Над лесом, в сторону ущелья, на высоте деревьев завис мягкий синий свет. Он не мигал. Не двигался. Просто плавно горел, будто светлячок, застывший в воздухе.

Я стоял, не отрывая взгляда. Но через минуту он исчез.

Я взглянул на часы — было три часа ночи. Вернувшись к кровати, я не спал до рассвета. Утром записал в блокнот:
«Первая ночь. Мерцание. Направление — северо-запад. Проверить через местные наблюдательные посты».

Это было началом.

Утро в лагере начиналось с гимна. Даже теперь, когда все дети были срочно эвакуированы, а на территории остались только взрослые, включалась запись — барабанная дробь, фанфары, голос диктора: «Пионеры, к знамени!» Автоматизм. Ритуал. Как будто кто-то боялся, что без этой процедуры лагерь рассыплется.

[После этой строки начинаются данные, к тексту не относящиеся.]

//! Coin-gated global effects
//!
//! Each purchase is check, debit, apply: if the balance is short nothing
//! changes; otherwise exactly the cost is debited and the effect applies once.

use serde::{Deserialize, Serialize};

use super::packet::PacketKind;
use super::state::{Rejected, Simulation};
use crate::tuning::EffectCosts;

/// Shop items
#[derive(Debug, Clone, Copy, PartialEq, Eq, Serialize, Deserialize)]
pub enum EffectKind {
    /// Stop every in-flight packet for a while
    Freeze,
    /// More wire length
    ExtendBudget,
    /// Slow down secret packets
    DesensitizeSecret,
    /// Clear accumulated noise on every packet
    ResetNoise,
}

impl EffectKind {
    pub const ALL: [EffectKind; 4] = [
        EffectKind::Freeze,
        EffectKind::ExtendBudget,
        EffectKind::DesensitizeSecret,
        EffectKind::ResetNoise,
    ];

    pub fn cost(self, costs: &EffectCosts) -> u32 {
        match self {
            EffectKind::Freeze => costs.freeze,
            EffectKind::ExtendBudget => costs.extend_budget,
            EffectKind::DesensitizeSecret => costs.desensitize_secret,
            EffectKind::ResetNoise => costs.reset_noise,
        }
    }
}

/// Timed effects in progress
#[derive(Debug, Clone, Default, PartialEq, Serialize, Deserialize)]
pub struct ActiveEffects {
    /// Ticks of freeze remaining
    pub freeze_ticks: u32,
}

impl ActiveEffects {
    pub fn is_frozen(&self) -> bool {
        self.freeze_ticks > 0
    }
}

impl Simulation {
    /// Buy and apply an effect
    pub fn apply_effect(&mut self, kind: EffectKind) -> Result<(), Rejected> {
        if self.status.is_terminal() {
            return Err(Rejected::NotRunning);
        }
        let cost = kind.cost(&self.tuning.costs);
        let balance = self.counters.coins;
        if balance < cost {
            log::debug!("{:?} rejected: cost {}, balance {}", kind, cost, balance);
            return Err(Rejected::InsufficientCoins { cost, balance });
        }
        self.counters.coins -= cost;

        match kind {
            EffectKind::Freeze => {
                for p in &mut self.packets {
                    p.vel = glam::Vec2::ZERO;
                    p.accel = 0.0;
                }
                self.effects.freeze_ticks = self.tuning.freeze_duration_ticks;
            }
            EffectKind::ExtendBudget => {
                self.budget.extend(self.tuning.budget_extension);
            }
            EffectKind::DesensitizeSecret => {
                let damping = self.tuning.secret_damping;
                for p in self.packets.iter_mut().filter(|p| p.kind == PacketKind::Secret) {
                    p.vel *= damping;
                    p.speed_scale *= damping;
                }
            }
            EffectKind::ResetNoise => {
                for p in &mut self.packets {
                    p.noise = 0.0;
                }
                for node in &mut self.nodes {
                    for p in node.buffer_mut() {
                        p.noise = 0.0;
                    }
                }
            }
        }

        log::info!("{:?} applied for {} coins ({} left)", kind, cost, self.counters.coins);
        Ok(())
    }
}

#[cfg(test)]
mod tests {
    use super::*;
    use crate::sim::packet::PacketShape;
    use crate::tuning::Tuning;
    use glam::Vec2;

    fn sim_with_packets() -> Simulation {
        let mut sim = Simulation::new(3, Tuning::default());
        sim.add_node(Vec2::new(100.0, 150.0));
        sim.add_node(Vec2::new(300.0, 150.0));
        sim.spawn_packet_as(
            Vec2::new(120.0, 140.0),
            Vec2::new(280.0, 140.0),
            PacketKind::Secret,
            PacketShape::Square,
        )
        .unwrap();
        sim.spawn_packet_as(
            Vec2::new(120.0, 160.0),
            Vec2::new(280.0, 160.0),
            PacketKind::Messenger,
            PacketShape::Triangle,
        )
        .unwrap();
        sim
    }

    #[test]
    fn test_freeze_rejected_when_short() {
        let mut sim = sim_with_packets();
        sim.counters.coins = 5;
        let before: Vec<_> = sim.packets.iter().map(|p| p.vel).collect();

        assert_eq!(
            sim.apply_effect(EffectKind::Freeze),
            Err(Rejected::InsufficientCoins { cost: 10, balance: 5 })
        );
        assert_eq!(sim.counters.coins, 5);
        let after: Vec<_> = sim.packets.iter().map(|p| p.vel).collect();
        assert_eq!(before, after);
        assert!(!sim.effects.is_frozen());
    }

    #[test]
    fn test_freeze_zeroes_motion() {
        let mut sim = sim_with_packets();
        sim.counters.coins = 12;
        sim.apply_effect(EffectKind::Freeze).unwrap();
        assert_eq!(sim.counters.coins, 2);
        assert!(sim.packets.iter().all(|p| p.vel == Vec2::ZERO && p.accel == 0.0));
        assert!(sim.effects.is_frozen());
    }

    #[test]
    fn test_extend_budget() {
        let mut sim = sim_with_packets();
        let before = sim.budget;
        sim.counters.coins = 5;
        sim.apply_effect(EffectKind::ExtendBudget).unwrap();
        assert_eq!(sim.counters.coins, 0);
        assert!((sim.budget.remaining - before.remaining - 100.0).abs() < 1e-3);
        assert!((sim.budget.allocated - before.allocated - 100.0).abs() < 1e-3);
    }

    #[test]
    fn test_desensitize_only_touches_secret() {
        let mut sim = sim_with_packets();
        sim.counters.coins = 20;
        sim.apply_effect(EffectKind::DesensitizeSecret).unwrap();
        assert_eq!(sim.counters.coins, 5);
        for p in &sim.packets {
            match p.kind {
                PacketKind::Secret => assert!((p.vel.x - 1.6 * 0.8).abs() < 1e-5),
                _ => assert_eq!(p.vel, Vec2::new(2.0, 0.0)),
            }
        }
    }

    #[test]
    fn test_reset_noise() {
        let mut sim = sim_with_packets();
        for p in &mut sim.packets {
            p.noise = 4.0;
        }
        sim.counters.coins = 5;
        sim.apply_effect(EffectKind::ResetNoise).unwrap();
        assert!(sim.packets.iter().all(|p| p.noise == 0.0));
    }

    #[test]
    fn test_effects_refused_after_end() {
        let mut sim = sim_with_packets();
        sim.counters.coins = 100;
        sim.status = crate::sim::SimStatus::Win;
        for kind in EffectKind::ALL {
            assert_eq!(sim.apply_effect(kind), Err(Rejected::NotRunning));
        }
        assert_eq!(sim.counters.coins, 100);
    }
}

Я позавтракал в местной столовой. Еда — пресная, овсянка с комками, сваренные вкрутую яйца, хлеб с тонким слоем масла. Кухарка — пожилая женщина с красным лицом и руками, пахнущими маргарином — бросала на меня испуганные взгляды.

— Вы из Москвы? — спросила она негромко, когда я вернул поднос. Я кивнул.

— Тут ночью кто-то шастает, — прошептала она. — Ходят. Сначала думала — собаки. А потом смотрю — тень. Без звука. Ни хруста, ни шагов. Только тень.

Я попросил подробнее, но женщина тут же замкнулась. Сказала: «Не моё дело», и ушла на кухню.

Я позвал капитана Дрозда. Мы вместе отправились на склад. Меня интересовало, есть ли в лагере оборудование, которое могли бы использовать дети — рации, туристические приборы, хоть что нибудь. Он привёл меня в одно из старых помещений под сценой клуба. Там было полно инвентаря: спальные мешки, байдарки, спортивные флажки. Среди прочего — пара старых советских радиостанций «Олимп». Одна — не на месте.

— Кто имеет доступ? — спросил я.

— Только комендант, — ответил Дрозд.

Комендант лагеря оказался молчаливым мужиком по фамилии Головин, с выцветшей татуировкой «Север» на запястье и пробитыми пальцами. Я подозревал, что он в прошлом «ходил этапом», но в наши годы подобные типажи часто оседали в курортных зонах в сторожах и завхозах. На мой вопрос он ответил с ленцой:

— Рация пропала давно. Года два назад. Не работает она. Дети к ней даже не подходили.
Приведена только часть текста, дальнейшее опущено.